====== DATA FOR THE TASK
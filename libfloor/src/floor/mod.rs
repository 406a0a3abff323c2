//! Floor type 1: a piecewise-linear spectral envelope
//!
//! The encoder fits posts to the masking curve and packs them against a
//! causal linear prediction; the decoder unpacks the posts and multiplies
//! the rendered curve onto the spectrum.

pub mod batch;
pub mod coder;
pub mod decoder;
pub mod encoder;
pub mod fit;
pub mod lookup;
pub mod render;
pub mod spec;

pub use batch::{fit_channels, render_channels, ChannelInput};
pub use coder::{
    dequantize, fold_deviation, pack, pack_quantized, quant_step, quantize, quantize_posts,
    unfold_deviation, unpack_posts, PackedFloor,
};
pub use decoder::FloorDecoder;
pub use encoder::{FloorEncoder, FloorStats};
pub use fit::{
    fit_line, inspect_error, interpolate_fit, tone_alignment, CurveFitter, FitParams,
    LineAccumulator,
};
pub use lookup::FloorLookup;
pub use render::{
    render, render_curve, render_line, render_line0, render_point, render_quantized_curve,
};
pub use spec::{ClassSpec, FloorSpec};

use crate::core::{BitWriter, Codebook, FloorResult};

/// Fit one block and pack it
///
/// Returns `None` (and writes the single no-floor bit) when the block has
/// no aligned energy.
pub fn fit_and_pack(
    lookup: &FloorLookup,
    books: &[Codebook],
    params: &FitParams,
    log_mdct: &[f32],
    log_mask: &[f32],
    bits: &mut BitWriter,
) -> FloorResult<Option<PackedFloor>> {
    let fitted = CurveFitter::new(lookup, *params).fit_spectrum(log_mdct, log_mask)?;
    pack(lookup, books, fitted.as_deref(), bits)
}
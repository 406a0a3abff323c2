//! Greedy least-squares fitting of the floor curve
//!
//! The fitter starts from one line over the whole range and splits it at
//! posts (in declaration order) wherever the line strays too far from the
//! target curve. All decisions run on the 0..=1023 quantized dB scale.

use std::collections::HashSet;

use serde::{Deserialize, Serialize};
use tracing::{debug, trace};

use super::lookup::FloorLookup;
use super::render::render_point;
use crate::core::{db_quant, FloorError, FloorResult, Post, FIT_MAX};

/// Fit tuning knobs
#[derive(Debug, Clone, Copy, PartialEq, Serialize, Deserialize)]
#[serde(default)]
pub struct FitParams {
    /// Largest allowed overshoot of an aligned sample above the line
    pub max_over: f32,
    /// Largest allowed undershoot of an aligned sample below the line
    pub max_under: f32,
    /// Largest allowed mean squared error of a segment
    pub max_err: f32,
    /// Extra weight of aligned samples in the least-squares fit
    pub two_fit_weight: f32,
    /// dB margin under which a spectral line still counts as aligned
    pub two_fit_atten: f32,
}

impl Default for FitParams {
    fn default() -> Self {
        Self {
            max_over: 60.0,
            max_under: 30.0,
            max_err: 500.0,
            two_fit_weight: 1.0,
            two_fit_atten: 18.0,
        }
    }
}

impl FitParams {
    pub fn with_max_over(mut self, max_over: f32) -> Self {
        self.max_over = max_over;
        self
    }

    pub fn with_max_under(mut self, max_under: f32) -> Self {
        self.max_under = max_under;
        self
    }

    pub fn with_max_err(mut self, max_err: f32) -> Self {
        self.max_err = max_err;
        self
    }

    pub fn with_two_fit_weight(mut self, weight: f32) -> Self {
        self.two_fit_weight = weight;
        self
    }

    pub fn with_two_fit_atten(mut self, atten: f32) -> Self {
        self.two_fit_atten = atten;
        self
    }
}

/// Per-bin "this spectral line sits near the mask" signal
pub fn tone_alignment(log_mdct: &[f32], log_mask: &[f32], two_fit_atten: f32) -> Vec<bool> {
    log_mdct
        .iter()
        .zip(log_mask)
        .map(|(&mdct, &mask)| mdct + two_fit_atten >= mask)
        .collect()
}

/// Weighted least-squares sums over one minimal interval between sorted posts
#[derive(Debug, Clone, Copy, Default, PartialEq, Eq)]
pub struct LineAccumulator {
    pub x0: u32,
    pub x1: u32,
    pub xa: i64,
    pub ya: i64,
    pub x2a: i64,
    pub y2a: i64,
    pub xya: i64,
    pub an: i64,
}

#[derive(Default)]
struct Sums {
    x: i64,
    y: i64,
    x2: i64,
    y2: i64,
    xy: i64,
    n: i64,
}

impl Sums {
    fn add(&mut self, x: i64, y: i64) {
        self.x += x;
        self.y += y;
        self.x2 += x * x;
        self.y2 += y * y;
        self.xy += x * y;
        self.n += 1;
    }
}

impl LineAccumulator {
    /// Collect the non-zero samples of `[x0, x1]` (clipped to `n - 1`)
    ///
    /// Aligned samples are weighted toward by `nb * two_fit_weight / (na + 1)`.
    /// Returns the accumulator and the number of aligned non-zero samples.
    pub fn accumulate(
        x0: u32,
        x1: u32,
        n: u32,
        log_mask: &[f32],
        aligned: &[bool],
        two_fit_weight: f32,
    ) -> (Self, i64) {
        let mut a = Sums::default();
        let mut b = Sums::default();

        let last = x1.min(n.saturating_sub(1));
        for i in x0..=last {
            let i = i as usize;
            let quantized = db_quant(log_mask[i]) as i64;
            if quantized == 0 {
                continue;
            }
            if aligned[i] {
                a.add(i as i64, quantized);
            } else {
                b.add(i as i64, quantized);
            }
        }

        // the full bucket covers every sample
        b.x += a.x;
        b.y += a.y;
        b.x2 += a.x2;
        b.y2 += a.y2;
        b.xy += a.xy;
        b.n += a.n;

        let weight = (b.n as f32 * two_fit_weight / (a.n + 1) as f32) as i64;

        let acc = LineAccumulator {
            x0,
            x1,
            xa: a.x * weight + b.x,
            ya: a.y * weight + b.y,
            x2a: a.x2 * weight + b.x2,
            y2a: a.y2 * weight + b.y2,
            xya: a.xy * weight + b.xy,
            an: a.n * weight + b.n,
        };
        (acc, a.n)
    }
}

fn clamp_fit(y: f64) -> i32 {
    // rounded in single precision, half to even
    let y = (y as f32).round_ties_even() as i32;
    y.clamp(0, FIT_MAX as i32)
}

/// Least-squares line over the accumulators, evaluated at both ends
///
/// Known end values are folded in as extra samples. With no samples at all
/// the line is flat at 0.
pub fn fit_line(accs: &[LineAccumulator], y0: Option<i32>, y1: Option<i32>) -> (i32, i32) {
    let (Some(first), Some(last)) = (accs.first(), accs.last()) else {
        return (0, 0);
    };
    let x0 = first.x0 as i64;
    let x1 = last.x1 as i64;

    let mut s = Sums::default();
    for acc in accs {
        s.x += acc.xa;
        s.y += acc.ya;
        s.x2 += acc.x2a;
        s.y2 += acc.y2a;
        s.xy += acc.xya;
        s.n += acc.an;
    }
    if let Some(y0) = y0 {
        s.add(x0, y0 as i64);
    }
    if let Some(y1) = y1 {
        s.add(x1, y1 as i64);
    }

    if s.n == 0 {
        return (0, 0);
    }

    let (fx, fy, fx2, fxy, an) = (s.x as f64, s.y as f64, s.x2 as f64, s.xy as f64, s.n as f64);
    let denom = 1.0 / (an * fx2 - fx * fx);
    let a = (fy * fx2 - fxy * fx) * denom;
    let b = (an * fxy - fx * fy) * denom;

    (clamp_fit(a + b * x0 as f64), clamp_fit(a + b * x1 as f64))
}

/// Walk the line (x0,y0)-(x1,y1) against the target and decide whether to split
///
/// Splits when an aligned non-zero sample leaves the over/under band, or
/// when the mean squared error tops `max_err` (unless the band itself
/// already exceeds it for this length).
pub fn inspect_error(
    x0: u32,
    x1: u32,
    y0: i32,
    y1: i32,
    log_mask: &[f32],
    aligned: &[bool],
    params: &FitParams,
) -> bool {
    let dy = y1 - y0;
    let adx = (x1 - x0) as i32;
    let base = dy / adx;
    let sy = if dy < 0 { base - 1 } else { base + 1 };
    let ady = dy.abs() - (base * adx).abs();

    let out_of_band = |y: i32, val: i32| {
        y as f32 + params.max_over < val as f32 || y as f32 - params.max_under > val as f32
    };

    let mut x = x0 as usize;
    let mut y = y0;
    let mut err = 0;

    let val = db_quant(log_mask[x]) as i32;
    let mut mse = ((y - val) as i64).pow(2);
    let mut n: i64 = 1;
    if aligned[x] && out_of_band(y, val) {
        return true;
    }

    x += 1;
    while x < x1 as usize {
        err += ady;
        if err >= adx {
            err -= adx;
            y += sy;
        } else {
            y += base;
        }

        let val = db_quant(log_mask[x]) as i32;
        mse += ((y - val) as i64).pow(2);
        n += 1;
        if aligned[x] && val != 0 && out_of_band(y, val) {
            return true;
        }
        x += 1;
    }

    if params.max_over * params.max_over / n as f32 > params.max_err {
        return false;
    }
    if params.max_under * params.max_under / n as f32 > params.max_err {
        return false;
    }
    (mse / n) as f32 > params.max_err
}

/// Blend two fits, `del` runs from 0 (all `a`) to 65536 (all `b`)
///
/// A post stays implicit only when it is implicit in both inputs. Either
/// input missing means no floor.
pub fn interpolate_fit(
    a: Option<&[Post]>,
    b: Option<&[Post]>,
    del: u32,
) -> FloorResult<Option<Vec<Post>>> {
    let (Some(a), Some(b)) = (a, b) else {
        return Ok(None);
    };
    if a.len() != b.len() {
        return Err(FloorError::InvalidInput(format!(
            "cannot blend fits of {} and {} posts",
            a.len(),
            b.len()
        )));
    }
    if del > 65536 {
        return Err(FloorError::InvalidInput(format!(
            "blend weight {} exceeds 65536",
            del
        )));
    }

    let del = del as u64;
    let blended = a
        .iter()
        .zip(b)
        .map(|(&pa, &pb)| {
            let v = ((65536 - del) * pa.value() as u64 + del * pb.value() as u64 + 32768) >> 16;
            let v = v as u16;
            if pa.is_implicit() && pb.is_implicit() {
                Post::Implicit(v)
            } else {
                Post::Explicit(v)
            }
        })
        .collect();
    Ok(Some(blended))
}

fn post_y(fit_a: &[Option<i32>], fit_b: &[Option<i32>], pos: usize) -> Option<i32> {
    match (fit_a[pos], fit_b[pos]) {
        (None, b) => b,
        (a, None) => a,
        (Some(a), Some(b)) => Some((a + b) >> 1),
    }
}

/// Fits posts for one block against a shared [`FloorLookup`]
#[derive(Debug, Clone)]
pub struct CurveFitter<'a> {
    lookup: &'a FloorLookup,
    params: FitParams,
}

impl<'a> CurveFitter<'a> {
    pub fn new(lookup: &'a FloorLookup, params: FitParams) -> Self {
        Self { lookup, params }
    }

    /// Fit from the log spectrum and the log masking curve
    pub fn fit_spectrum(
        &self,
        log_mdct: &[f32],
        log_mask: &[f32],
    ) -> FloorResult<Option<Vec<Post>>> {
        if log_mdct.len() != log_mask.len() {
            return Err(FloorError::InvalidInput(format!(
                "spectrum has {} bins, mask has {}",
                log_mdct.len(),
                log_mask.len()
            )));
        }
        let aligned = tone_alignment(log_mdct, log_mask, self.params.two_fit_atten);
        self.fit(log_mask, &aligned)
    }

    /// Fit posts to `log_mask`; `None` means the block needs no floor
    ///
    /// Returned values are on the 0..=1023 scale, not yet quantized.
    pub fn fit(&self, log_mask: &[f32], aligned: &[bool]) -> FloorResult<Option<Vec<Post>>> {
        let lookup = self.lookup;
        let n = lookup.n();
        let posts = lookup.posts();

        if log_mask.len() < n as usize || aligned.len() < n as usize {
            return Err(FloorError::InvalidInput(format!(
                "fit needs {} bins, got mask {} and alignment {}",
                n,
                log_mask.len(),
                aligned.len()
            )));
        }

        let mut fits = Vec::with_capacity(posts - 1);
        let mut nonzero = 0;
        for sorted in 0..posts - 1 {
            let (acc, na) = LineAccumulator::accumulate(
                lookup.sorted_x(sorted),
                lookup.sorted_x(sorted + 1),
                n,
                log_mask,
                aligned,
                self.params.two_fit_weight,
            );
            fits.push(acc);
            nonzero += na;
        }

        if nonzero == 0 {
            debug!("no aligned energy, block has no floor");
            return Ok(None);
        }

        let mut fit_a: Vec<Option<i32>> = vec![None; posts];
        let mut fit_b: Vec<Option<i32>> = vec![None; posts];
        // dynamic neighbors, indexed by sorted position
        let mut lo_nb = vec![0usize; posts];
        let mut hi_nb = vec![1usize; posts];
        let mut inspected: HashSet<(usize, usize)> = HashSet::new();

        let (y0, y1) = fit_line(&fits, None, None);
        fit_a[0] = Some(y0);
        fit_b[0] = Some(y0);
        fit_a[1] = Some(y1);
        fit_b[1] = Some(y1);

        for i in 2..posts {
            let sortpos = lookup.reverse(i);
            let ln = lo_nb[sortpos];
            let hn = hi_nb[sortpos];

            if !inspected.insert((ln, hn)) {
                continue;
            }

            // neighbors always carry a fit by now
            let (Some(ly), Some(hy)) = (post_y(&fit_a, &fit_b, ln), post_y(&fit_a, &fit_b, hn))
            else {
                continue;
            };

            if !inspect_error(lookup.x(ln), lookup.x(hn), ly, hy, log_mask, aligned, &self.params) {
                fit_a[i] = None;
                fit_b[i] = None;
                continue;
            }

            let lsortpos = lookup.reverse(ln);
            let hsortpos = lookup.reverse(hn);
            let (ly0, ly1) = fit_line(&fits[lsortpos..sortpos], None, None);
            let (hy0, hy1) = fit_line(&fits[sortpos..hsortpos], None, None);
            trace!(post = i, ln, hn, ly0, ly1, hy0, hy1, "split");

            fit_b[ln] = Some(ly0);
            if ln == 0 {
                fit_a[ln] = Some(ly0);
            }
            fit_a[i] = Some(ly1);
            fit_b[i] = Some(hy0);
            fit_a[hn] = Some(hy1);
            if hn == 1 {
                fit_b[hn] = Some(hy1);
            }

            for j in (0..sortpos).rev() {
                if hi_nb[j] != hn {
                    break;
                }
                hi_nb[j] = i;
            }
            for j in sortpos + 1..posts {
                if lo_nb[j] != ln {
                    break;
                }
                lo_nb[j] = i;
            }
        }

        let mut output = Vec::with_capacity(posts);
        output.push(Post::Explicit(post_y(&fit_a, &fit_b, 0).unwrap_or(0) as u16));
        output.push(Post::Explicit(post_y(&fit_a, &fit_b, 1).unwrap_or(0) as u16));

        for i in 2..posts {
            let ln = lookup.lo_neighbor(i);
            let hn = lookup.hi_neighbor(i);
            let predicted = render_point(
                lookup.x(ln),
                lookup.x(hn),
                output[ln].value() as i32,
                output[hn].value() as i32,
                lookup.x(i),
            );
            let post = match post_y(&fit_a, &fit_b, i) {
                Some(vx) if vx != predicted => Post::Explicit(vx as u16),
                _ => Post::Implicit(predicted as u16),
            };
            output.push(post);
        }

        debug!(
            posts,
            explicit = output.iter().filter(|p| p.is_explicit()).count(),
            "fitted floor"
        );
        Ok(Some(output))
    }
}

#[cfg(test)]
mod tests {
    use super::*;

    #[test]
    fn test_fit_line_through_points() {
        let accs = [LineAccumulator {
            x0: 0,
            x1: 10,
            ..Default::default()
        }];
        assert_eq!(fit_line(&accs, Some(100), Some(200)), (100, 200));
        assert_eq!(fit_line(&accs, None, None), (0, 0));
    }

    #[test]
    fn test_interpolate_fit_flags() {
        let a = [Post::Implicit(100), Post::Explicit(0)];
        let b = [Post::Implicit(200), Post::Implicit(100)];
        let mid = interpolate_fit(Some(&a), Some(&b), 32768).unwrap().unwrap();
        assert_eq!(mid, vec![Post::Implicit(150), Post::Explicit(50)]);
        assert_eq!(interpolate_fit(None, Some(&b), 0).unwrap(), None);
    }
}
============
Would you set down, word for word, the lines from the opening of the entries above through the line with "pub use decoder::FloorDecoder;", both included, and no others?

filename libfloor/src/floor/mod.rs
repository 406a0a3abff323c2
//! Floor type 1: a piecewise-linear spectral envelope
//!
//! The encoder fits posts to the masking curve and packs them against a
//! causal linear prediction; the decoder unpacks the posts and multiplies
//! the rendered curve onto the spectrum.

pub mod batch;
pub mod coder;
pub mod decoder;
pub mod encoder;
pub mod fit;
pub mod lookup;
pub mod render;
pub mod spec;

pub use batch::{fit_channels, render_channels, ChannelInput};
pub use coder::{
    dequantize, fold_deviation, pack, pack_quantized, quant_step, quantize, quantize_posts,
    unfold_deviation, unpack_posts, PackedFloor,
};
pub use decoder::FloorDecoder;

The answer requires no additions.